Segment Start: Provided data

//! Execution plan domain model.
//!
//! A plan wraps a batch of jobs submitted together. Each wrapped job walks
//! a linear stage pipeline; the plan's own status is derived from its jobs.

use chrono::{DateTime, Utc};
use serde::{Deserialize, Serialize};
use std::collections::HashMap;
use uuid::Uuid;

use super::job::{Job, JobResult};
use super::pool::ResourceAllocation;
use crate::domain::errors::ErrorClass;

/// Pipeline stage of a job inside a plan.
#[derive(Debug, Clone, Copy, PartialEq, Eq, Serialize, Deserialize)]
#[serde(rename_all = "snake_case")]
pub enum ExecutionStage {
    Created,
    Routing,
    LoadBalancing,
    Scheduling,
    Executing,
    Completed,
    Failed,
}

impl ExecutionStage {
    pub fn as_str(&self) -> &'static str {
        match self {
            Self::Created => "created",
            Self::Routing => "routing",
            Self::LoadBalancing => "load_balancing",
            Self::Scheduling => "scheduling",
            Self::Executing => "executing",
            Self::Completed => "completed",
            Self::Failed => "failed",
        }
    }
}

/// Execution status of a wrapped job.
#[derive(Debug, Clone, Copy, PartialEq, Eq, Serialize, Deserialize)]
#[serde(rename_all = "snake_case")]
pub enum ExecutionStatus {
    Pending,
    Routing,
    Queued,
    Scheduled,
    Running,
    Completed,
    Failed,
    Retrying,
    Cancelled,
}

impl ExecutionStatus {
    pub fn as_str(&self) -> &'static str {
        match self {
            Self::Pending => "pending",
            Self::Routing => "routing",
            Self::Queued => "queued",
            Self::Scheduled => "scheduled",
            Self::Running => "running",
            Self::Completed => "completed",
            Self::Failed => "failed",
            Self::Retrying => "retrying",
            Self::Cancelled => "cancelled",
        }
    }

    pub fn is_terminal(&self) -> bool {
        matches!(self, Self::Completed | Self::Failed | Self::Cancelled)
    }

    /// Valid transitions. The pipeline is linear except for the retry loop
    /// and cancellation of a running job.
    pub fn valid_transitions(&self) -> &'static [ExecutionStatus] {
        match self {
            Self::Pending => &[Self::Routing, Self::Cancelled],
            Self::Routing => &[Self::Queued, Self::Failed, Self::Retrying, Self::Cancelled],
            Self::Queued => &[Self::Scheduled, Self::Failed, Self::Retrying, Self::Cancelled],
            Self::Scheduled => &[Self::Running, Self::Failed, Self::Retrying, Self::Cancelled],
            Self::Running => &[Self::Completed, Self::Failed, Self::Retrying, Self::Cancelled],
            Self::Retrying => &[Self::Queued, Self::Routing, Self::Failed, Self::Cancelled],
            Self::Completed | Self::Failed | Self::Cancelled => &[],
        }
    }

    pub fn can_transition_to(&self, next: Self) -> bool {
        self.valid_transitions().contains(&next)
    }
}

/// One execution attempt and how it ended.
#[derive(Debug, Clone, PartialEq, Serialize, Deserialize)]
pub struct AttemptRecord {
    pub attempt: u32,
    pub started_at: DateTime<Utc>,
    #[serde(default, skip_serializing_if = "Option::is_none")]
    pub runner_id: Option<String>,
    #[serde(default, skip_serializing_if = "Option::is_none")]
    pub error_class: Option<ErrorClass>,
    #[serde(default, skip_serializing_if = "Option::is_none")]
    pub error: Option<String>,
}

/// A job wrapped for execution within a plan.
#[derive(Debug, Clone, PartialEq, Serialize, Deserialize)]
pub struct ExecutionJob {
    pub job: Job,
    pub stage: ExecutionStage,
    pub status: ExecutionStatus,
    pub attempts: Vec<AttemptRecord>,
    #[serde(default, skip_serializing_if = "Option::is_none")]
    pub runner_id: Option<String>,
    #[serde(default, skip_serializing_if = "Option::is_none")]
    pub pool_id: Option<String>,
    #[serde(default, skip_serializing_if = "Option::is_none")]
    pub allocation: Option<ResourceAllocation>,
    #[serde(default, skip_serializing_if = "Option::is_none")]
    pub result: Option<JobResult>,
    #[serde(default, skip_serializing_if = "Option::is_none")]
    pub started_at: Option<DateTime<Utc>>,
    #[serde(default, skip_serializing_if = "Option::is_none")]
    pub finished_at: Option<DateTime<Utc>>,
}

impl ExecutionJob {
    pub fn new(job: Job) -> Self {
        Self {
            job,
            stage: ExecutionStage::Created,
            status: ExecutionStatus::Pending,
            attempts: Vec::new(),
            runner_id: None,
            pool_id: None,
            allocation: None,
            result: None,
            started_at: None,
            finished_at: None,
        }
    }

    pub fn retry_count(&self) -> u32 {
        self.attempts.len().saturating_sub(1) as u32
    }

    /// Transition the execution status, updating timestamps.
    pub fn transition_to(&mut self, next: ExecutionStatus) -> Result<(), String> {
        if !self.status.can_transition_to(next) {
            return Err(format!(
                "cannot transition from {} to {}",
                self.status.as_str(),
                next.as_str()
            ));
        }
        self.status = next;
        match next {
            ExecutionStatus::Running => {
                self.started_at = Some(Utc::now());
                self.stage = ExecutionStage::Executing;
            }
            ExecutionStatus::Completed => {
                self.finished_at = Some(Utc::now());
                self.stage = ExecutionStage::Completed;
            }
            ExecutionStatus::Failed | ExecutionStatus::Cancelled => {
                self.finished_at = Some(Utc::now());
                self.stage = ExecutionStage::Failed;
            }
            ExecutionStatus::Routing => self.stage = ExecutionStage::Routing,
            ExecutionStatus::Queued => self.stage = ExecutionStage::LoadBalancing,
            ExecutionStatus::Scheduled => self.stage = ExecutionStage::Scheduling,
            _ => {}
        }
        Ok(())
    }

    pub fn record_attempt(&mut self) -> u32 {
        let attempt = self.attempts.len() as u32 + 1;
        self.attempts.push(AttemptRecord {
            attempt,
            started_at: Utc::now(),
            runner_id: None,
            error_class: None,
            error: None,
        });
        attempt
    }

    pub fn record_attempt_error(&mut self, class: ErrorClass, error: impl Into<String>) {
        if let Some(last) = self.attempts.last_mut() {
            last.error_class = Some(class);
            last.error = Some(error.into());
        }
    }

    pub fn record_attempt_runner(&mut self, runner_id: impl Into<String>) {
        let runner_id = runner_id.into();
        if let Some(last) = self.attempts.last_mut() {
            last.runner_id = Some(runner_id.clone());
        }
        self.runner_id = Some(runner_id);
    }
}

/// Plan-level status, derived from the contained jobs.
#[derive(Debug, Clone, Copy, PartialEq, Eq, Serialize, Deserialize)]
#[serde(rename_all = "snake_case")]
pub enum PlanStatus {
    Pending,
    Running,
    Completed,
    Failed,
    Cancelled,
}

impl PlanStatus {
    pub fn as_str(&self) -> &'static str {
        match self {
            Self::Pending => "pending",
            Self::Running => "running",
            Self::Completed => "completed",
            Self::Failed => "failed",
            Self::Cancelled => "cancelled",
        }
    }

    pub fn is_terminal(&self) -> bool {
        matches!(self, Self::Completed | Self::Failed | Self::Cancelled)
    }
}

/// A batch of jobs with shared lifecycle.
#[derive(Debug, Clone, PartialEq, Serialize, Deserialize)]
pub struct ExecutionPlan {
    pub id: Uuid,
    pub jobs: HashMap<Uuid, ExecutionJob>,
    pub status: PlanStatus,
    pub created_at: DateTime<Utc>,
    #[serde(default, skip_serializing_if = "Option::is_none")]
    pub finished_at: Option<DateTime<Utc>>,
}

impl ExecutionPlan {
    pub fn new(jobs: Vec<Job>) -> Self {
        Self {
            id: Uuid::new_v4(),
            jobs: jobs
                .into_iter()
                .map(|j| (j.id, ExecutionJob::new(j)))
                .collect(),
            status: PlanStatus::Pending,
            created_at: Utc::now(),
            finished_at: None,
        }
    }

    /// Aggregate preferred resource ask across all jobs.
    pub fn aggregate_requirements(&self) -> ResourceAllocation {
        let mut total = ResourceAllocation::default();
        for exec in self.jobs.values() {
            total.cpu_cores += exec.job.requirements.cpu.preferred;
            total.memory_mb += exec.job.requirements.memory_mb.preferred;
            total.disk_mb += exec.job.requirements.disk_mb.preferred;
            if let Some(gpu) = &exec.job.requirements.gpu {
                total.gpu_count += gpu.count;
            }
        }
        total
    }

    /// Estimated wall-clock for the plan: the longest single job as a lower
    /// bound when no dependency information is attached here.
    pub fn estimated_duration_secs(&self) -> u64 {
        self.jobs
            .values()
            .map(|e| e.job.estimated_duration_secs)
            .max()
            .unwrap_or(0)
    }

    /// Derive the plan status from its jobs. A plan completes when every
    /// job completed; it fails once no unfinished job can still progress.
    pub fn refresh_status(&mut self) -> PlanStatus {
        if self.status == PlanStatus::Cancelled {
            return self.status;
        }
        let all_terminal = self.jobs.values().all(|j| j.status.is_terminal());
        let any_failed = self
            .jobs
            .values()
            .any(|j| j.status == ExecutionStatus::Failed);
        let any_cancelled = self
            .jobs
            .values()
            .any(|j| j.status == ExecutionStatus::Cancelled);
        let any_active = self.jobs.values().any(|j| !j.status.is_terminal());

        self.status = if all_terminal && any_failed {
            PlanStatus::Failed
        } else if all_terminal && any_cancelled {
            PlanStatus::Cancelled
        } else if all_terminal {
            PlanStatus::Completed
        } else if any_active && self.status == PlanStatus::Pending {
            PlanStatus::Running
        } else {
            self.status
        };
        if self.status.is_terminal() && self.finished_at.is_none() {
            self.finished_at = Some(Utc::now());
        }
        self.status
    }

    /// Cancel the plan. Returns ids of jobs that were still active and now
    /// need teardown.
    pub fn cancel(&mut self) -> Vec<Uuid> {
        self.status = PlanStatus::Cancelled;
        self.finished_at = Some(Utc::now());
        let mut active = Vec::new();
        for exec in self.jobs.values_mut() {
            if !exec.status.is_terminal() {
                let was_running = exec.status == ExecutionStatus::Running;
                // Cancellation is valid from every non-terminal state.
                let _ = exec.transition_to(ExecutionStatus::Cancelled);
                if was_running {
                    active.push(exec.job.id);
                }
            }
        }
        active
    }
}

Segment End: Provided data

What lines of the material above contain "Pending"? Return each of them.

    Pending,
            Self::Pending => "pending",
            Self::Pending => &[Self::Routing, Self::Cancelled],
            status: ExecutionStatus::Pending,
    Pending,
            Self::Pending => "pending",
            status: PlanStatus::Pending,
        } else if any_active && self.status == PlanStatus::Pending {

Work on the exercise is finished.